---------- Dataset entries ----------

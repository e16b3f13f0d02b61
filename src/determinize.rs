//! Subset construction: turning an [`Nfa`] into an equivalent [`Dfa`].

use std::collections::VecDeque;

use log::{debug, trace};
use rustc_hash::{FxHashMap as HashMap, FxHashSet as HashSet};

use crate::alphabet::Symbol;
use crate::dfa::Dfa;
use crate::nfa::Nfa;
use crate::state::{canonical_label, StateId, StateSet};

/// The DFA built by [`subset_construction`] together with the NFA states each
/// of its states stands for.
#[derive(Debug, Clone, PartialEq)]
pub struct SubsetConstruction {
    pub dfa: Dfa,
    /// `state_sets[i]` is the set of NFA states behind DFA state `i`.
    pub state_sets: Vec<StateSet>,
}

impl SubsetConstruction {
    pub fn state_set(&self, state: StateId) -> &StateSet {
        &self.state_sets[state.index()]
    }

    pub fn into_dfa(self) -> Dfa {
        self.dfa
    }
}

pub fn determinize(nfa: &Nfa) -> Dfa {
    subset_construction(nfa).into_dfa()
}

/// Explores the sets of NFA states reachable from `{initial}` breadth-first,
/// naming them `q0, q1, ...` in the order they are discovered. Symbols are
/// tried in alphabet order, so the numbering only depends on the input.
///
/// An empty successor set produces no transition, leaving the DFA partial
/// wherever every branch of the NFA would be stuck. In the worst case the DFA
/// has `2^n` states for an NFA with `n` states.
pub fn subset_construction(nfa: &Nfa) -> SubsetConstruction {
    let initial_set = StateSet::from([nfa.get_initial_state()]);
    let mut state_sets: Vec<StateSet> = vec![initial_set.clone()];
    let mut registry: HashMap<StateSet, StateId> = HashMap::default();
    registry.insert(initial_set, StateId::new(0));

    let mut transitions: HashMap<StateId, HashMap<Symbol, StateId>> = HashMap::default();
    let mut worklist: VecDeque<StateId> = VecDeque::from([StateId::new(0)]);

    while let Some(current_state) = worklist.pop_front() {
        for symbol in nfa.alphabet().iter() {
            let next_set = nfa.next_states(&state_sets[current_state.index()], symbol);
            if next_set.is_empty() {
                continue;
            }
            let next_state = match registry.get(&next_set) {
                Some(state) => *state,
                None => {
                    let state = StateId::new(state_sets.len());
                    trace!(
                        "discovered {} = {{{}}}",
                        canonical_label(state.index()),
                        labels_of(nfa, &next_set).join(", ")
                    );
                    registry.insert(next_set.clone(), state);
                    state_sets.push(next_set);
                    worklist.push_back(state);
                    state
                }
            };
            transitions
                .entry(current_state)
                .or_default()
                .insert(symbol, next_state);
        }
    }

    let final_states: HashSet<StateId> = state_sets
        .iter()
        .enumerate()
        .filter(|(_, set)| nfa.contains_final_state(set))
        .map(|(index, _)| StateId::new(index))
        .collect();
    let labels: Vec<String> = (0..state_sets.len()).map(canonical_label).collect();
    debug!(
        "subset construction: {} NFA states -> {} DFA states",
        nfa.num_states(),
        labels.len()
    );

    SubsetConstruction {
        dfa: Dfa::from_parts(
            labels,
            nfa.alphabet().clone(),
            StateId::new(0),
            final_states,
            transitions,
        ),
        state_sets,
    }
}

fn labels_of<'a>(nfa: &'a Nfa, states: &StateSet) -> Vec<&'a str> {
    states.iter().map(|state| nfa.label(*state)).collect()
}
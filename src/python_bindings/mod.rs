//! Provides tools and interfaces to integrate the crate's functionality with Python.

use std::sync::Arc;

use pyo3::exceptions::PyValueError;
use pyo3::prelude::*;
use pyo3::types::PyDict;

use crate::builder::{DfaBuilder, NfaBuilder};
use crate::determinize::determinize;
use crate::dfa::Dfa;
use crate::evaluator::Evaluate;
use crate::minimize::minimize;
use crate::nfa::Nfa;
use crate::text::{parse_dfa, parse_nfa};

#[pyclass(name = "DFA", module = "finite_automata.finite_automata_rs")]
#[derive(Clone, Debug, PartialEq)]
pub struct PyDfa(Arc<Dfa>);

#[pyclass(name = "NFA", module = "finite_automata.finite_automata_rs")]
#[derive(Clone, Debug, PartialEq)]
pub struct PyNfa(Arc<Nfa>);

fn map_serialization_error(what: &str, e: crate::Error) -> PyErr {
    PyErr::new::<PyValueError, _>(format!("{} failed: {}", what, e))
}

#[pymethods]
impl PyDfa {
    /// Reads a DFA in the text format and validates it.
    #[new]
    fn __new__(py: Python<'_>, text: &str) -> PyResult<Self> {
        py.allow_threads(|| {
            parse_dfa(text)
                .map(|x| PyDfa(Arc::new(x)))
                .map_err(Into::into)
        })
    }

    /// Whether the text describes a structurally consistent DFA.
    #[staticmethod]
    fn validate(text: &str) -> PyResult<bool> {
        Ok(text.parse::<DfaBuilder>()?.validate())
    }

    fn evaluate(&self, word: &str) -> &'static str {
        self.0.evaluate(word).as_str()
    }

    fn accepts(&self, word: &str) -> bool {
        self.0.accepts(word)
    }

    fn minimize(&self, py: Python<'_>) -> PyDfa {
        py.allow_threads(|| PyDfa(Arc::new(minimize(&self.0))))
    }

    fn get_states(&self) -> Vec<String> {
        self.0.labels().to_vec()
    }

    fn get_symbols(&self) -> Vec<char> {
        self.0.alphabet().iter().collect()
    }

    fn get_initial_state(&self) -> String {
        self.0.label(self.0.get_initial_state()).to_owned()
    }

    fn get_final_states(&self) -> Vec<String> {
        self.0
            .states()
            .filter(|state| self.0.is_final_state(*state))
            .map(|state| self.0.label(state).to_owned())
            .collect()
    }

    fn get_next_state(&self, state: &str, symbol: char) -> Option<String> {
        let state = self.0.state_id(state)?;
        let next = self.0.next_state(state, symbol)?;
        Some(self.0.label(next).to_owned())
    }

    fn is_total(&self) -> bool {
        self.0.is_total()
    }

    fn to_text(&self) -> String {
        self.0.to_text()
    }

    fn formal(&self) -> String {
        self.0.formal()
    }

    fn __len__(&self) -> usize {
        self.0.num_states()
    }

    fn __repr__(&self) -> String {
        format!("{:#?}", self.0)
    }

    fn __str__(&self) -> String {
        format!("{}", self.0)
    }

    fn __eq__(&self, other: &PyDfa) -> bool {
        *self.0 == *other.0
    }

    fn __deepcopy__(&self, _py: Python<'_>, _memo: Py<PyDict>) -> Self {
        PyDfa(Arc::new((*self.0).clone()))
    }

    fn __reduce__(&self) -> PyResult<(PyObject, (Vec<u8>,))> {
        Python::with_gil(|py| {
            let cls = PyModule::import(py, "finite_automata.finite_automata_rs")?.getattr("DFA")?;
            let binary_data: Vec<u8> = self
                .0
                .to_binary()
                .map_err(|e| map_serialization_error("Serialization of DFA", e))?;
            Ok((cls.getattr("from_binary")?.unbind(), (binary_data,)))
        })
    }

    #[staticmethod]
    fn from_binary(binary_data: Vec<u8>) -> PyResult<Self> {
        let dfa = Dfa::from_binary(&binary_data[..])
            .map_err(|e| map_serialization_error("Deserialization of DFA", e))?;
        Ok(PyDfa(Arc::new(dfa)))
    }
}

#[pymethods]
impl PyNfa {
    /// Reads an NFA in the text format and validates it.
    #[new]
    fn __new__(py: Python<'_>, text: &str) -> PyResult<Self> {
        py.allow_threads(|| {
            parse_nfa(text)
                .map(|x| PyNfa(Arc::new(x)))
                .map_err(Into::into)
        })
    }

    /// Whether the text describes a structurally consistent NFA.
    #[staticmethod]
    fn validate(text: &str) -> PyResult<bool> {
        Ok(text.parse::<NfaBuilder>()?.validate())
    }

    fn evaluate(&self, word: &str) -> &'static str {
        self.0.evaluate(word).as_str()
    }

    fn accepts(&self, word: &str) -> bool {
        self.0.accepts(word)
    }

    fn determinize(&self, py: Python<'_>) -> PyDfa {
        py.allow_threads(|| PyDfa(Arc::new(determinize(&self.0))))
    }

    fn get_states(&self) -> Vec<String> {
        self.0.labels().to_vec()
    }

    fn get_symbols(&self) -> Vec<char> {
        self.0.alphabet().iter().collect()
    }

    fn get_initial_state(&self) -> String {
        self.0.label(self.0.get_initial_state()).to_owned()
    }

    fn get_final_states(&self) -> Vec<String> {
        self.0
            .states()
            .filter(|state| self.0.is_final_state(*state))
            .map(|state| self.0.label(state).to_owned())
            .collect()
    }

    fn get_next_states(&self, state: &str, symbol: char) -> Vec<String> {
        match self.0.state_id(state) {
            Some(state) => self
                .0
                .successors(state, symbol)
                .iter()
                .map(|next| self.0.label(*next).to_owned())
                .collect(),
            None => Vec::new(),
        }
    }

    fn to_text(&self) -> String {
        self.0.to_text()
    }

    fn formal(&self) -> String {
        self.0.formal()
    }

    fn __len__(&self) -> usize {
        self.0.num_states()
    }

    fn __repr__(&self) -> String {
        format!("{:#?}", self.0)
    }

    fn __str__(&self) -> String {
        format!("{}", self.0)
    }

    fn __eq__(&self, other: &PyNfa) -> bool {
        *self.0 == *other.0
    }

    fn __deepcopy__(&self, _py: Python<'_>, _memo: Py<PyDict>) -> Self {
        PyNfa(Arc::new((*self.0).clone()))
    }

    fn __reduce__(&self) -> PyResult<(PyObject, (Vec<u8>,))> {
        Python::with_gil(|py| {
            let cls = PyModule::import(py, "finite_automata.finite_automata_rs")?.getattr("NFA")?;
            let binary_data: Vec<u8> = self
                .0
                .to_binary()
                .map_err(|e| map_serialization_error("Serialization of NFA", e))?;
            Ok((cls.getattr("from_binary")?.unbind(), (binary_data,)))
        })
    }

    #[staticmethod]
    fn from_binary(binary_data: Vec<u8>) -> PyResult<Self> {
        let nfa = Nfa::from_binary(&binary_data[..])
            .map_err(|e| map_serialization_error("Deserialization of NFA", e))?;
        Ok(PyNfa(Arc::new(nfa)))
    }
}

#[pymodule]
fn finite_automata_rs(m: &Bound<'_, PyModule>) -> PyResult<()> {
    m.add_class::<PyDfa>()?;
    m.add_class::<PyNfa>()?;

    Ok(())
}
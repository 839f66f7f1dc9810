//! Feedback signals.
//!
//! Signals are fire-and-forget notifications for audio and visual cues.
//! They describe something that already happened; nothing a subscriber
//! does with them can change the game.

use serde::{Deserialize, Serialize};

use crate::core::{Epoch, ItemId, Position};

/// A feedback cue.
#[derive(Clone, Copy, Debug, PartialEq, Eq, Hash, Serialize, Deserialize)]
pub enum Signal {
    /// A pair was found.
    Match {
        /// The paired item.
        item: ItemId,
    },
    /// Two different tiles were turned up.
    Mismatch {
        /// First tile of the turn.
        first: Position,
        /// Second tile of the turn.
        second: Position,
    },
    /// The game entered `Won`. Emitted once per game.
    Won,
    /// Delayed congratulation after `Won`.
    Celebrate,
}

/// A signal tagged with the game it belongs to.
#[derive(Clone, Copy, Debug, PartialEq, Eq, Hash, Serialize, Deserialize)]
pub struct SignalEvent {
    /// Game that produced the signal.
    pub epoch: Epoch,
    /// The cue itself.
    pub signal: Signal,
}

impl SignalEvent {
    /// Create a new signal event.
    #[must_use]
    pub const fn new(epoch: Epoch, signal: Signal) -> Self {
        Self { epoch, signal }
    }
}
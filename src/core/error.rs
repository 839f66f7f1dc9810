//! Caller contract violations.
//!
//! Gameplay input never produces an error: rejected selections and stale
//! timers are reported as outcomes. Errors are reserved for a host handing
//! the engine something it cannot build a game from.

use derive_more::{Display, Error};

use super::item::ItemId;

/// A catalog that cannot produce a playable deck.
#[derive(Clone, Copy, Debug, PartialEq, Eq, Display, Error)]
pub enum CatalogError {
    /// No items at all; win detection would be degenerate.
    #[display("catalog must contain at least one item")]
    Empty,

    /// Two entries share an id, so pairs would not be unique.
    #[display("catalog contains {id} more than once")]
    DuplicateId {
        /// The repeated id.
        id: ItemId,
    },
}

/// A configuration value outside its valid range.
#[derive(Clone, Copy, Debug, PartialEq, Eq, Display, Error)]
pub enum ConfigError {
    /// A timer delay of zero milliseconds.
    #[display("{field} must be greater than zero")]
    ZeroDelay {
        /// Name of the offending field.
        field: &'static str,
    },
}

----------

Problem to solve: For the word "impl", return every line of the records that holds it.

Solved exercise:
impl SubsetConstruction {
impl PyDfa {
impl PyNfa {
impl SignalEvent {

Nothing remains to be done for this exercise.